─── DATA SUPPLIED ───
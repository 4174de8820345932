//! Core logging bootstrap.
//!
//! # Responsibility
//! - Start file-based rolling logs once per process.
//! - Capture panics as sanitized log events.
//!
//! # Invariants
//! - Initialization is idempotent for the same level and directory.
//! - Re-initialization with a different level or directory is rejected.
//! - Log events carry ids and counts only, never deal names or descriptions.

use crate::config::CoreConfig;
use flexi_logger::{Cleanup, Criterion, FileSpec, Logger, LoggerHandle, Naming, WriteMode};
use log::{error, info};
use once_cell::sync::OnceCell;
use std::error::Error;
use std::fmt::{Display, Formatter};
use std::path::{Path, PathBuf};

const LOG_FILE_BASENAME: &str = "dealboard";
const MAX_LOG_FILE_SIZE_BYTES: u64 = 10 * 1024 * 1024;
const MAX_LOG_FILES: usize = 5;
const MAX_PANIC_PAYLOAD_CHARS: usize = 160;

static LOGGING_STATE: OnceCell<LoggingState> = OnceCell::new();
static PANIC_HOOK_INSTALLED: OnceCell<()> = OnceCell::new();

struct LoggingState {
    level: &'static str,
    log_dir: PathBuf,
    _logger: LoggerHandle,
}

/// Logging bootstrap failures.
#[derive(Debug, Clone, PartialEq, Eq)]
pub enum LoggingError {
    UnsupportedLevel(String),
    InvalidDirectory(String),
    Conflict {
        active: String,
        requested: String,
    },
    Backend(String),
}

impl Display for LoggingError {
    fn fmt(&self, f: &mut Formatter<'_>) -> std::fmt::Result {
        match self {
            Self::UnsupportedLevel(level) => write!(
                f,
                "unsupported log level `{level}`; expected trace|debug|info|warn|error"
            ),
            Self::InvalidDirectory(message) => write!(f, "{message}"),
            Self::Conflict { active, requested } => write!(
                f,
                "logging already initialized with `{active}`; refusing to switch to `{requested}`"
            ),
            Self::Backend(message) => write!(f, "logger backend failed: {message}"),
        }
    }
}

impl Error for LoggingError {}

/// Initializes core logging with `level` under absolute `log_dir`.
///
/// # Errors
/// - Unknown level, empty or relative directory.
/// - Conflicting re-initialization.
/// - Directory creation or backend start failure.
pub fn init_logging(level: &str, log_dir: impl AsRef<Path>) -> Result<(), LoggingError> {
    let level = normalize_level(level)?;
    let log_dir = normalize_log_dir(log_dir.as_ref())?;

    let state = LOGGING_STATE.get_or_try_init(|| start_logger(level, &log_dir))?;
    ensure_same_config(state, level, &log_dir)
}

/// Initializes logging from config. A config without `log_dir` is a no-op.
pub fn init_from_config(config: &CoreConfig) -> Result<bool, LoggingError> {
    match config.log_dir.as_ref() {
        Some(dir) => init_logging(&config.log_level, dir).map(|()| true),
        None => Ok(false),
    }
}

/// Returns `(level, log_dir)` when logging is active.
pub fn logging_status() -> Option<(&'static str, PathBuf)> {
    LOGGING_STATE
        .get()
        .map(|state| (state.level, state.log_dir.clone()))
}

/// `debug` in debug builds, `info` in release builds.
pub fn default_log_level() -> &'static str {
    if cfg!(debug_assertions) {
        "debug"
    } else {
        "info"
    }
}

fn start_logger(level: &'static str, log_dir: &Path) -> Result<LoggingState, LoggingError> {
    std::fs::create_dir_all(log_dir).map_err(|err| {
        LoggingError::InvalidDirectory(format!(
            "failed to create log directory `{}`: {err}",
            log_dir.display()
        ))
    })?;

    let logger = Logger::try_with_str(level)
        .map_err(|err| LoggingError::Backend(err.to_string()))?
        .log_to_file(
            FileSpec::default()
                .directory(log_dir)
                .basename(LOG_FILE_BASENAME),
        )
        .rotate(
            Criterion::Size(MAX_LOG_FILE_SIZE_BYTES),
            Naming::Numbers,
            Cleanup::KeepLogFiles(MAX_LOG_FILES),
        )
        .write_mode(WriteMode::BufferAndFlush)
        .append()
        .format_for_files(flexi_logger::detailed_format)
        .start()
        .map_err(|err| LoggingError::Backend(err.to_string()))?;

    install_panic_hook_once();
    info!(
        "event=core_init module=core status=ok level={level} version={} build_mode={}",
        env!("CARGO_PKG_VERSION"),
        if cfg!(debug_assertions) { "debug" } else { "release" }
    );

    Ok(LoggingState {
        level,
        log_dir: log_dir.to_path_buf(),
        _logger: logger,
    })
}

fn ensure_same_config(
    state: &LoggingState,
    level: &'static str,
    log_dir: &Path,
) -> Result<(), LoggingError> {
    if state.log_dir != log_dir {
        return Err(LoggingError::Conflict {
            active: state.log_dir.display().to_string(),
            requested: log_dir.display().to_string(),
        });
    }
    if state.level != level {
        return Err(LoggingError::Conflict {
            active: state.level.to_string(),
            requested: level.to_string(),
        });
    }
    Ok(())
}

fn normalize_level(level: &str) -> Result<&'static str, LoggingError> {
    match level.trim().to_ascii_lowercase().as_str() {
        "trace" => Ok("trace"),
        "debug" => Ok("debug"),
        "info" => Ok("info"),
        "warn" | "warning" => Ok("warn"),
        "error" => Ok("error"),
        other => Err(LoggingError::UnsupportedLevel(other.to_string())),
    }
}

fn normalize_log_dir(log_dir: &Path) -> Result<PathBuf, LoggingError> {
    if log_dir.as_os_str().is_empty() {
        return Err(LoggingError::InvalidDirectory(
            "log_dir cannot be empty".to_string(),
        ));
    }
    if !log_dir.is_absolute() {
        return Err(LoggingError::InvalidDirectory(format!(
            "log_dir must be an absolute path, got `{}`",
            log_dir.display()
        )));
    }
    Ok(log_dir.to_path_buf())
}

fn install_panic_hook_once() {
    if PANIC_HOOK_INSTALLED.set(()).is_err() {
        return;
    }

    let previous_hook = std::panic::take_hook();
    std::panic::set_hook(Box::new(move |panic_info| {
        let location = panic_info
            .location()
            .map(|loc| format!("{}:{}", loc.file(), loc.line()))
            .unwrap_or_else(|| "unknown".to_string());
        let payload = if let Some(message) = panic_info.payload().downcast_ref::<&str>() {
            (*message).to_string()
        } else if let Some(message) = panic_info.payload().downcast_ref::<String>() {
            message.clone()
        } else {
            "non-string panic payload".to_string()
        };
        error!(
            "event=panic_captured module=core status=error location={location} payload={}",
            sanitize_message(&payload, MAX_PANIC_PAYLOAD_CHARS)
        );
        previous_hook(panic_info);
    }));
}

fn sanitize_message(value: &str, max_chars: usize) -> String {
    let normalized = value.replace(['\n', '\r'], " ");
    let mut truncated = normalized.chars().take(max_chars).collect::<String>();
    if normalized.chars().count() > max_chars {
        truncated.push_str("...");
    }
    truncated
}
───
**AIM OF THE EXERCISE**
Please copy the data above in its entirety, exactly as written.

**RESULT**
repository 4174de8820345932
//! Core logging bootstrap.
//!
//! # Responsibility
//! - Start file-based rolling logs once per process.
//! - Capture panics as sanitized log events.
//!
//! # Invariants
//! - Initialization is idempotent for the same level and directory.
//! - Re-initialization with a different level or directory is rejected.
//! - Log events carry ids and counts only, never deal names or descriptions.

use crate::config::CoreConfig;
use flexi_logger::{Cleanup, Criterion, FileSpec, Logger, LoggerHandle, Naming, WriteMode};
use log::{error, info};
use once_cell::sync::OnceCell;
use std::error::Error;
use std::fmt::{Display, Formatter};
use std::path::{Path, PathBuf};

const LOG_FILE_BASENAME: &str = "dealboard";
const MAX_LOG_FILE_SIZE_BYTES: u64 = 10 * 1024 * 1024;
const MAX_LOG_FILES: usize = 5;
const MAX_PANIC_PAYLOAD_CHARS: usize = 160;

static LOGGING_STATE: OnceCell<LoggingState> = OnceCell::new();
static PANIC_HOOK_INSTALLED: OnceCell<()> = OnceCell::new();

struct LoggingState {
    level: &'static str,
    log_dir: PathBuf,
    _logger: LoggerHandle,
}

/// Logging bootstrap failures.
#[derive(Debug, Clone, PartialEq, Eq)]
pub enum LoggingError {
    UnsupportedLevel(String),
    InvalidDirectory(String),
    Conflict {
        active: String,
        requested: String,
    },
    Backend(String),
}

impl Display for LoggingError {
    fn fmt(&self, f: &mut Formatter<'_>) -> std::fmt::Result {
        match self {
            Self::UnsupportedLevel(level) => write!(
                f,
                "unsupported log level `{level}`; expected trace|debug|info|warn|error"
            ),
            Self::InvalidDirectory(message) => write!(f, "{message}"),
            Self::Conflict { active, requested } => write!(
                f,
                "logging already initialized with `{active}`; refusing to switch to `{requested}`"
            ),
            Self::Backend(message) => write!(f, "logger backend failed: {message}"),
        }
    }
}

impl Error for LoggingError {}

/// Initializes core logging with `level` under absolute `log_dir`.
///
/// # Errors
/// - Unknown level, empty or relative directory.
/// - Conflicting re-initialization.
/// - Directory creation or backend start failure.
pub fn init_logging(level: &str, log_dir: impl AsRef<Path>) -> Result<(), LoggingError> {
    let level = normalize_level(level)?;
    let log_dir = normalize_log_dir(log_dir.as_ref())?;

    let state = LOGGING_STATE.get_or_try_init(|| start_logger(level, &log_dir))?;
    ensure_same_config(state, level, &log_dir)
}

/// Initializes logging from config. A config without `log_dir` is a no-op.
pub fn init_from_config(config: &CoreConfig) -> Result<bool, LoggingError> {
    match config.log_dir.as_ref() {
        Some(dir) => init_logging(&config.log_level, dir).map(|()| true),
        None => Ok(false),
    }
}

/// Returns `(level, log_dir)` when logging is active.
pub fn logging_status() -> Option<(&'static str, PathBuf)> {
    LOGGING_STATE
        .get()
        .map(|state| (state.level, state.log_dir.clone()))
}

/// `debug` in debug builds, `info` in release builds.
pub fn default_log_level() -> &'static str {
    if cfg!(debug_assertions) {
        "debug"
    } else {
        "info"
    }
}

fn start_logger(level: &'static str, log_dir: &Path) -> Result<LoggingState, LoggingError> {
    std::fs::create_dir_all(log_dir).map_err(|err| {
        LoggingError::InvalidDirectory(format!(
            "failed to create log directory `{}`: {err}",
            log_dir.display()
        ))
    })?;

    let logger = Logger::try_with_str(level)
        .map_err(|err| LoggingError::Backend(err.to_string()))?
        .log_to_file(
            FileSpec::default()
                .directory(log_dir)
                .basename(LOG_FILE_BASENAME),
        )
        .rotate(
            Criterion::Size(MAX_LOG_FILE_SIZE_BYTES),
            Naming::Numbers,
            Cleanup::KeepLogFiles(MAX_LOG_FILES),
        )
        .write_mode(WriteMode::BufferAndFlush)
        .append()
        .format_for_files(flexi_logger::detailed_format)
        .start()
        .map_err(|err| LoggingError::Backend(err.to_string()))?;

    install_panic_hook_once();
    info!(
        "event=core_init module=core status=ok level={level} version={} build_mode={}",
        env!("CARGO_PKG_VERSION"),
        if cfg!(debug_assertions) { "debug" } else { "release" }
    );

    Ok(LoggingState {
        level,
        log_dir: log_dir.to_path_buf(),
        _logger: logger,
    })
}

fn ensure_same_config(
    state: &LoggingState,
    level: &'static str,
    log_dir: &Path,
) -> Result<(), LoggingError> {
    if state.log_dir != log_dir {
        return Err(LoggingError::Conflict {
            active: state.log_dir.display().to_string(),
            requested: log_dir.display().to_string(),
        });
    }
    if state.level != level {
        return Err(LoggingError::Conflict {
            active: state.level.to_string(),
            requested: level.to_string(),
        });
    }
    Ok(())
}

fn normalize_level(level: &str) -> Result<&'static str, LoggingError> {
    match level.trim().to_ascii_lowercase().as_str() {
        "trace" => Ok("trace"),
        "debug" => Ok("debug"),
        "info" => Ok("info"),
        "warn" | "warning" => Ok("warn"),
        "error" => Ok("error"),
        other => Err(LoggingError::UnsupportedLevel(other.to_string())),
    }
}

fn normalize_log_dir(log_dir: &Path) -> Result<PathBuf, LoggingError> {
    if log_dir.as_os_str().is_empty() {
        return Err(LoggingError::InvalidDirectory(
            "log_dir cannot be empty".to_string(),
        ));
    }
    if !log_dir.is_absolute() {
        return Err(LoggingError::InvalidDirectory(format!(
            "log_dir must be an absolute path, got `{}`",
            log_dir.display()
        )));
    }
    Ok(log_dir.to_path_buf())
}

fn install_panic_hook_once() {
    if PANIC_HOOK_INSTALLED.set(()).is_err() {
        return;
    }

    let previous_hook = std::panic::take_hook();
    std::panic::set_hook(Box::new(move |panic_info| {
        let location = panic_info
            .location()
            .map(|loc| format!("{}:{}", loc.file(), loc.line()))
            .unwrap_or_else(|| "unknown".to_string());
        let payload = if let Some(message) = panic_info.payload().downcast_ref::<&str>() {
            (*message).to_string()
        } else if let Some(message) = panic_info.payload().downcast_ref::<String>() {
            message.clone()
        } else {
            "non-string panic payload".to_string()
        };
        error!(
            "event=panic_captured module=core status=error location={location} payload={}",
            sanitize_message(&payload, MAX_PANIC_PAYLOAD_CHARS)
        );
        previous_hook(panic_info);
    }));
}

fn sanitize_message(value: &str, max_chars: usize) -> String {
    let normalized = value.replace(['\n', '\r'], " ");
    let mut truncated = normalized.chars().take(max_chars).collect::<String>();
    if normalized.chars().count() > max_chars {
        truncated.push_str("...");
    }
    truncated
}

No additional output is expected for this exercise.